While all of this is going on, Dr. Menard (Richard Johnson), is busy treating his alcoholic wife (Olga Karlatos) like crap and defying the warnings of the locals by experimenting on the mysteriously sick in his makeshift church/hospital.  He is determined to find the cause of all this weirdness and rotting flesh, and oh yeah, the re-animation.  He believes in science, not voodoo, dammit!  His poor assistant is left with Lucas, a local, to bury the dead, head-shot villagers, as he goes to investigate flares sent up by the NYC gang when they arrive at the island.

Little does Dr. Menard know that the sickness has spread, and so have the undead.  In fact, one gets into his house and to his wife.  When Dr. Menard collects the NYC gang, he recounts how he knew Anne’s father and how he had to dispatch of him after his death.  The gang are puzzled and want to help, but, Dr. Menard only asks them to check on his wife.  When they arrive at the house, they walk in on zombies eating Mrs. Menard buffet style.  horrified, they narrowly escape only to crash their jeep after hitting a wandering undead.  More zombie fighting occurs when they stop in an ancient graveyard, and they lose Susan to a nasty biter.  They eventually reach the hospital where a gruesome standoff plays out.

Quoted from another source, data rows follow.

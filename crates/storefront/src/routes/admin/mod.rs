//! Admin catalog and order management.
//!
//! Every handler takes [`RequireAdmin`](crate::middleware::RequireAdmin), so a
//! customer session gets a 403 and no session gets a 401.

pub mod categories;
pub mod orders;
pub mod products;

use axum::{
    Router,
    routing::{get, patch},
};

use crate::state::AppState;

/// Create the admin routes router.
pub fn routes() -> Router<AppState> {
    Router::new()
        .route("/products", get(products::index).post(products::store))
        .route(
            "/products/{id}",
            get(products::show)
                .put(products::update)
                .patch(products::update)
                .delete(products::destroy),
        )
        .route("/categories", get(categories::index).post(categories::store))
        .route(
            "/categories/{id}",
            get(categories::show)
                .put(categories::update)
                .delete(categories::destroy),
        )
        .route("/orders", get(orders::index))
        .route("/orders/{id}", get(orders::show))
        .route("/orders/{id}/status", patch(orders::update_status))
}
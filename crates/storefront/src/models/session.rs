//! Session-related types.

use serde::{Deserialize, Serialize};

use cornershop_core::{Email, UserId, UserRole};

use super::User;

/// Session-stored user identity.
///
/// Minimal data stored in the session to identify the logged-in user.
#[derive(Debug, Clone, PartialEq, Eq, Serialize, Deserialize)]
pub struct CurrentUser {
    pub id: UserId,
    pub name: String,
    pub email: Email,
    pub role: UserRole,
}

impl CurrentUser {
    #[must_use]
    pub const fn is_admin(&self) -> bool {
        self.role.is_admin()
    }
}

impl From<&User> for CurrentUser {
    fn from(user: &User) -> Self {
        Self {
            id: user.id,
            name: user.name.clone(),
            email: user.email.clone(),
            role: user.role,
        }
    }
}

/// Session keys for authentication data.
pub mod keys {
    /// Key for storing the current logged-in user.
    pub const CURRENT_USER: &str = "current_user";
}
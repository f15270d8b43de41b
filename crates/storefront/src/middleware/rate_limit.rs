//! Rate limiting middleware using governor and `tower_governor`.
//!
//! Login and registration are limited per client IP to slow down credential
//! stuffing. The rest of the API is not limited.

use std::net::{IpAddr, SocketAddr};
use std::sync::Arc;

use axum::extract::ConnectInfo;
use axum::http::Request;
use governor::clock::QuantaInstant;
use governor::middleware::NoOpMiddleware;
use tower_governor::{GovernorError, GovernorLayer, governor::GovernorConfigBuilder};

/// Key extractor that trusts the first proxy header present, then falls back
/// to the peer address of the TCP connection.
///
/// The server must be started with
/// `into_make_service_with_connect_info::<SocketAddr>()` for the fallback.
#[derive(Clone, Copy)]
pub struct ClientIpKeyExtractor;

fn header_ip<T>(req: &Request<T>, name: &str) -> Option<IpAddr> {
    req.headers()
        .get(name)
        .and_then(|v| v.to_str().ok())
        .and_then(|s| s.split(',').next())
        .and_then(|s| s.trim().parse::<IpAddr>().ok())
}

impl tower_governor::key_extractor::KeyExtractor for ClientIpKeyExtractor {
    type Key = IpAddr;

    fn extract<T>(&self, req: &Request<T>) -> Result<Self::Key, GovernorError> {
        header_ip(req, "x-forwarded-for")
            .or_else(|| header_ip(req, "x-real-ip"))
            .or_else(|| {
                req.extensions()
                    .get::<ConnectInfo<SocketAddr>>()
                    .map(|ConnectInfo(addr)| addr.ip())
            })
            .ok_or(GovernorError::UnableToExtractKey)
    }
}

/// Rate limiter layer type for Axum.
pub type RateLimiterLayer =
    GovernorLayer<ClientIpKeyExtractor, NoOpMiddleware<QuantaInstant>, axum::body::Body>;

/// Create rate limiter for auth endpoints: ~10 requests per minute per IP.
///
/// Configuration: 1 request every 6 seconds (replenish), burst of 5.
///
/// # Panics
///
/// This function will not panic. The configuration uses only valid positive
/// integers (`per_second(6)` and `burst_size(5)`), which are always accepted
/// by `GovernorConfigBuilder`.
#[must_use]
pub fn auth_rate_limiter() -> RateLimiterLayer {
    let config = GovernorConfigBuilder::default()
        .key_extractor(ClientIpKeyExtractor)
        .per_second(6)
        .burst_size(5)
        .finish()
        .expect("rate limiter config with per_second(6) and burst_size(5) is valid");
    GovernorLayer::new(Arc::new(config))
}

#[cfg(test)]
#[allow(clippy::unwrap_used)]
mod tests {
    use tower_governor::key_extractor::KeyExtractor;

    use super::*;

    #[test]
    fn test_forwarded_for_first_hop() {
        let req = Request::builder()
            .header("x-forwarded-for", "203.0.113.7, 10.0.0.1")
            .body(())
            .unwrap();
        assert_eq!(
            ClientIpKeyExtractor.extract(&req).unwrap(),
            "203.0.113.7".parse::<IpAddr>().unwrap()
        );
    }

    #[test]
    fn test_peer_address_fallback() {
        let mut req = Request::builder().body(()).unwrap();
        req.extensions_mut()
            .insert(ConnectInfo("192.0.2.9:51000".parse::<SocketAddr>().unwrap()));
        assert_eq!(
            ClientIpKeyExtractor.extract(&req).unwrap(),
            "192.0.2.9".parse::<IpAddr>().unwrap()
        );
    }

    #[test]
    fn test_no_key() {
        let req = Request::builder().body(()).unwrap();
        assert!(ClientIpKeyExtractor.extract(&req).is_err());
    }
}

Shovel in a zombie face!  Dr. Menard gets bit by Fritz “the only other white man on the island”!  Lucas gets bit!  The assistant gets bit!  The NYC gang still carry on by serving molotov cocktails at this not-so-happy hour.  Who’s driving, ’cause the kids are getting fired up!

Anne, Brian and Peter fight their way out and almost make it to the boat, but yup, Susan comes back to life.  And takes a chunk out of Brian.  They decide to take him with them anyway, and leave the burning zombies as they set off back to NYC.  Which, it turns out, is also infested.  Talk about up the creek!  And all Susan and Brian wanted was some R & R.  Looks like all they got was “arrrrrrrgh” and “arrrrrrrgh”.  Sorry, couldn’t resist.

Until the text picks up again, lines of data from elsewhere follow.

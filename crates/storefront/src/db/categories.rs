//! Category repository.

use chrono::{DateTime, Utc};
use sqlx::PgPool;

use cornershop_core::CategoryId;

use super::RepositoryError;
use crate::models::{Category, CategoryInput};

const CATEGORY_COLUMNS: &str = "id, name, description, created_at, updated_at";

#[derive(sqlx::FromRow)]
struct CategoryRow {
    id: CategoryId,
    name: String,
    description: Option<String>,
    created_at: DateTime<Utc>,
    updated_at: DateTime<Utc>,
}

impl From<CategoryRow> for Category {
    fn from(row: CategoryRow) -> Self {
        Self {
            id: row.id,
            name: row.name,
            description: row.description,
            created_at: row.created_at,
            updated_at: row.updated_at,
        }
    }
}

/// Repository for category database operations.
pub struct CategoryRepository<'a> {
    pool: &'a PgPool,
}

impl<'a> CategoryRepository<'a> {
    #[must_use]
    pub const fn new(pool: &'a PgPool) -> Self {
        Self { pool }
    }

    /// All categories, alphabetically.
    ///
    /// # Errors
    ///
    /// Returns `RepositoryError::Database` if the query fails.
    pub async fn list(&self) -> Result<Vec<Category>, RepositoryError> {
        let rows: Vec<CategoryRow> = sqlx::query_as(&format!(
            "SELECT {CATEGORY_COLUMNS} FROM categories ORDER BY name, id"
        ))
        .fetch_all(self.pool)
        .await?;

        Ok(rows.into_iter().map(Category::from).collect())
    }

    /// Get a category by ID.
    ///
    /// # Errors
    ///
    /// Returns `RepositoryError::Database` if the query fails.
    pub async fn get(&self, id: CategoryId) -> Result<Option<Category>, RepositoryError> {
        let row: Option<CategoryRow> = sqlx::query_as(&format!(
            "SELECT {CATEGORY_COLUMNS} FROM categories WHERE id = $1"
        ))
        .bind(id)
        .fetch_optional(self.pool)
        .await?;

        Ok(row.map(Category::from))
    }

    /// Returns `true` if the category exists.
    ///
    /// # Errors
    ///
    /// Returns `RepositoryError::Database` if the query fails.
    pub async fn exists(&self, id: CategoryId) -> Result<bool, RepositoryError> {
        let exists: bool =
            sqlx::query_scalar("SELECT EXISTS (SELECT 1 FROM categories WHERE id = $1)")
                .bind(id)
                .fetch_one(self.pool)
                .await?;
        Ok(exists)
    }

    /// Insert a category.
    ///
    /// # Errors
    ///
    /// Returns `RepositoryError::Database` if the insert fails.
    pub async fn create(&self, input: &CategoryInput) -> Result<Category, RepositoryError> {
        let row: CategoryRow = sqlx::query_as(&format!(
            r"
            INSERT INTO categories (name, description)
            VALUES ($1, $2)
            RETURNING {CATEGORY_COLUMNS}
            "
        ))
        .bind(&input.name)
        .bind(input.description.as_deref())
        .fetch_one(self.pool)
        .await?;

        Ok(row.into())
    }

    /// Replace a category's fields.
    ///
    /// # Errors
    ///
    /// Returns `RepositoryError::NotFound` if the category does not exist.
    pub async fn update(
        &self,
        id: CategoryId,
        input: &CategoryInput,
    ) -> Result<Category, RepositoryError> {
        let row: Option<CategoryRow> = sqlx::query_as(&format!(
            r"
            UPDATE categories
            SET name = $2, description = $3, updated_at = now()
            WHERE id = $1
            RETURNING {CATEGORY_COLUMNS}
            "
        ))
        .bind(id)
        .bind(&input.name)
        .bind(input.description.as_deref())
        .fetch_optional(self.pool)
        .await?;

        row.map(Category::from).ok_or(RepositoryError::NotFound)
    }

    /// Delete a category. Its products keep existing without a category.
    ///
    /// # Errors
    ///
    /// Returns `RepositoryError::NotFound` if the category does not exist.
    pub async fn delete(&self, id: CategoryId) -> Result<(), RepositoryError> {
        let result = sqlx::query("DELETE FROM categories WHERE id = $1")
            .bind(id)
            .execute(self.pool)
            .await?;

        if result.rows_affected() == 0 {
            return Err(RepositoryError::NotFound);
        }
        Ok(())
    }
}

This was a total zombie romp.  I loved the zombie close-ups as they rose from the grave, maggots squirming and dropping out of eye sockets.  The zombie effects were pretty gruesome and great for that time.  I did find the dramatic pauses before  someone got the bite-down to be a bit much.  And the obvious dubbing, although dubbed movies have this weird charm for me.  As for Tisa Farrow, well, I wasn’t quite convinced.  Too many vacant stares, minus the zombie bite. But a gal’s gotta try!

Most Memorable Line:  When we get an overview shot of the drifting boat, a radio voice states that the “Skipper of that craft must be a real turkey!”  Um, don’t you mean “Jive Turkey”?

Favourite Scene: Has to be the fight scene between the zombie and shark.  Close second is when a zombie tries to climb through a window and Brian nails him in the face with a shovel.  Sweeeet!!